Desde aí, muito mudou. Este novo Sála evidencia uma maior preocupação de João com uma cozinha mais saudável, desde que Sá e a mulher, a chef Marlene Vieira, foram pais. Na verdade, a maioria das propostas assenta nos legumes e no peixe e marisco, deixando a carne em dois pratos. «Desde que nasceu a Isabel, há três anos, que se fez um clique. Não fazia sentido, tivemos que mudar», conta.
A abrir o apetite está a tarte Bulhão Pato, com bivalves frescos, creme feito a partir de molho Bulhão Pato e gel de limão. Mas também a colorida tarte de legumes de pequenos produtores, que reúne cenouras, cebolo, rabanete, beterraba amarela e nabo com puré de grão e uma folha de arroz. De lamber os dedos são os baos (pães chineses) que têm uma surpresa suculenta por dentro, em homenagem a um clássico: porco preto com amêijoas, maionese de coentros e algo frito. «Marina de um dia para o outro e leva massa de pimentão caseira», revela.
A lembrar um tradicional arroz de choco está o estufado de choco com espuma de arroz de choco, gel de limão e coentros, pronto para comer com os olhos e a boca. O bacalhau e a corvina protagonizam dois pratos, ambos grelhados. O primeiro acompanha com molho pil-pil (emulsão de gelatina de bacalhau e azeite) e uma batata que é primeiro cozida, depois assada e por fim caramelizada. O segundo faz dupla com um refrescante molho de caril verde. Propostas que completam uma carta que não está dividida por entradas e pratos principais, de propósito. «Quero dar liberdade de escolha», afirma o chef.

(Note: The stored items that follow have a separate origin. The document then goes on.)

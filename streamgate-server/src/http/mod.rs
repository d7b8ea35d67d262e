pub mod error;

pub use error::{ApiError, AppResult};
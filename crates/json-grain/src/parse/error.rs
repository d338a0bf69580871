//! Positioned parse errors and human-readable annotation.

use thiserror::Error;

/// What went wrong at [`ParseError::position`].
#[derive(Error, Debug, Clone, Copy, PartialEq, Eq)]
pub enum ParseErrorKind {
    #[error("expected {0}")]
    Expected(&'static str),

    #[error("unexpected end of input")]
    EndOfInput,

    #[error("trailing characters after value")]
    Trailing,

    #[error("unescaped control character in string")]
    Control,

    /// A `\uXXXX` escape that does not resolve to a Unicode scalar value,
    /// carrying the offending 16-bit code unit.
    #[error("escape sequence does not encode a unicode scalar (\\u{unit:04x})")]
    InvalidScalar { unit: u16 },

    #[error("number magnitude exceeds the representable range")]
    NumberOverflow,

    #[error("string is not valid utf-8")]
    InvalidUtf8,
}

/// A grammar failure at a byte position. Parse failures are terminal: no
/// partial value is ever produced alongside one of these.
#[derive(Error, Debug, Clone, Copy, PartialEq, Eq)]
#[error("{kind} at byte {position}")]
pub struct ParseError {
    pub position: usize,
    pub kind: ParseErrorKind,
}

impl ParseError {
    pub fn new(position: usize, kind: ParseErrorKind) -> Self {
        Self { position, kind }
    }

    /// Renders the offending source line with a `^` marker under the failing
    /// column.
    ///
    /// Works purely from the captured byte position and the raw text, without
    /// re-parsing. The caller supplies the line-splitting function; the returned
    /// lines must be subslices of `source` (as `str::lines` and
    /// `str::split('\n')` produce).
    ///
    /// ```
    /// use json_grain::parse;
    ///
    /// let text = "{\"a\":true,b:1}";
    /// let err = parse(text.as_bytes()).unwrap_err();
    /// let rendered = err.annotate(text, str::lines);
    /// assert!(rendered.ends_with("{\"a\":true,b:1}\n          ^"));
    /// ```
    pub fn annotate<'s, F, I>(&self, source: &'s str, split: F) -> String
    where
        F: FnOnce(&'s str) -> I,
        I: IntoIterator<Item = &'s str>,
    {
        let base = source.as_ptr() as usize;
        for line in split(source) {
            let start = line.as_ptr() as usize - base;
            let end = start + line.len();
            if self.position < start || self.position > end {
                continue;
            }
            let offset = self.position - start;
            let column = line[..offset.min(line.len())].chars().count();
            return format!("{self}\n{line}\n{marker:>width$}", marker = "^", width = column + 1);
        }
        self.to_string()
    }
}
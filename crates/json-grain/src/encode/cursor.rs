//! Scoped encoder cursors with comma and bracket bookkeeping.

use json_grain_buffers::Writer;

use crate::decode::CodingKey;
use crate::encode::{literal, Encodable};

/// An open `[...]` context over the output buffer.
///
/// A cursor holds the only mutable reference to the buffer for its whole
/// open-to-close lifetime, so a parent context cannot interleave writes while
/// a child cursor is open; the borrow checker rejects it. Opening writes the
/// `[` bracket, and the closing `]` is written on drop, on every exit path.
pub struct ArrayEncoder<'a> {
    out: &'a mut Writer,
    first: bool,
}

impl<'a> ArrayEncoder<'a> {
    pub(crate) fn open(out: &'a mut Writer) -> Self {
        out.u8(b'[');
        Self { out, first: true }
    }

    fn separate(&mut self) {
        if !self.first {
            self.out.u8(b',');
        }
        self.first = false;
    }

    /// Writes one element.
    pub fn element<T: Encodable + ?Sized>(&mut self, value: &T) {
        self.separate();
        value.encode(self.out);
    }

    /// Opens a nested array in the next element slot.
    pub fn array(&mut self, build: impl FnOnce(&mut ArrayEncoder<'_>)) {
        self.separate();
        let mut child = ArrayEncoder::open(self.out);
        build(&mut child);
    }

    /// Opens a nested object in the next element slot.
    pub fn object<K: CodingKey>(&mut self, build: impl FnOnce(&mut ObjectEncoder<'_, K>)) {
        self.separate();
        let mut child = ObjectEncoder::open(self.out);
        build(&mut child);
    }
}

impl Drop for ArrayEncoder<'_> {
    fn drop(&mut self) {
        self.out.u8(b']');
    }
}

/// An open `{...}` context, keyed by a [`CodingKey`] set.
///
/// Fields are written in call order; the same exclusive-buffer rule as
/// [`ArrayEncoder`] applies.
pub struct ObjectEncoder<'a, K: CodingKey> {
    out: &'a mut Writer,
    first: bool,
    _keys: std::marker::PhantomData<K>,
}

impl<'a, K: CodingKey> ObjectEncoder<'a, K> {
    pub(crate) fn open(out: &'a mut Writer) -> Self {
        out.u8(b'{');
        Self {
            out,
            first: true,
            _keys: std::marker::PhantomData,
        }
    }

    fn separate(&mut self, key: K) {
        if !self.first {
            self.out.u8(b',');
        }
        self.first = false;
        literal::string(self.out, key.name());
        self.out.u8(b':');
    }

    /// Writes one field.
    pub fn field<T: Encodable + ?Sized>(&mut self, key: K, value: &T) {
        self.separate(key);
        value.encode(self.out);
    }

    /// Writes the field only when the value is present; `None` elides the key
    /// entirely (as opposed to `field` with an `Option`, which writes `null`).
    pub fn field_optional<T: Encodable>(&mut self, key: K, value: &Option<T>) {
        if let Some(value) = value {
            self.field(key, value);
        }
    }

    /// Opens a nested array under `key`.
    pub fn field_array(&mut self, key: K, build: impl FnOnce(&mut ArrayEncoder<'_>)) {
        self.separate(key);
        let mut child = ArrayEncoder::open(self.out);
        build(&mut child);
    }

    /// Opens a nested object under `key`.
    pub fn field_object<K2: CodingKey>(
        &mut self,
        key: K,
        build: impl FnOnce(&mut ObjectEncoder<'_, K2>),
    ) {
        self.separate(key);
        let mut child = ObjectEncoder::open(self.out);
        build(&mut child);
    }
}

impl<K: CodingKey> Drop for ObjectEncoder<'_, K> {
    fn drop(&mut self) {
        self.out.u8(b'}');
    }
}

#[cfg(test)]
mod tests {
    use super::*;
    use crate::encode::{array_with, object_with};

    #[derive(Debug, Clone, Copy, PartialEq, Eq)]
    enum Keys {
        A,
        B,
    }

    impl CodingKey for Keys {
        const ALL: &'static [Self] = &[Keys::A, Keys::B];

        fn name(self) -> &'static str {
            match self {
                Keys::A => "a",
                Keys::B => "b",
            }
        }
    }

    #[test]
    fn commas_only_between_elements() {
        let bytes = array_with(|arr| {
            arr.element(&1u64);
            arr.element(&2u64);
            arr.array(|inner| {
                inner.element(&3u64);
            });
        });
        assert_eq!(bytes, b"[1,2,[3]]");
    }

    #[test]
    fn empty_contexts_close() {
        assert_eq!(array_with(|_| {}), b"[]");
        assert_eq!(object_with::<Keys>(|_| {}), b"{}");
    }

    #[test]
    fn object_fields_in_call_order() {
        let bytes = object_with::<Keys>(|obj| {
            obj.field(Keys::B, &true);
            obj.field_array(Keys::A, |arr| {
                arr.element(&());
            });
        });
        assert_eq!(bytes, br#"{"b":true,"a":[null]}"#);
    }

    #[test]
    fn optional_fields_elide_none() {
        let bytes = object_with::<Keys>(|obj| {
            obj.field_optional(Keys::A, &Some(1u64));
            obj.field_optional(Keys::B, &None::<u64>);
        });
        assert_eq!(bytes, br#"{"a":1}"#);
    }
}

A dança de sabores pode ser acompanhada com um dos cerca de 40 títulos vínicos na carta, ou os sumos naturais e cocktails à base de fruta da época. Uma dica? O Madeira’s mule, inspirado no clássico Moscow Mule, leva rum madeirense, pepino e ginger beer.
Uma receita que se faz com talento, experiência e de coincidências. No primeiro dia de abertura, o agente dos U2 passeava na rua e almoçou no Sála. Um arranque promissor, sem etiquetas. «Hoje, tudo tem que ter rótulos. Não posso ter apenas um restaurante de boa comida, sem tretas?», questiona Sá. Pode, claro. E tem.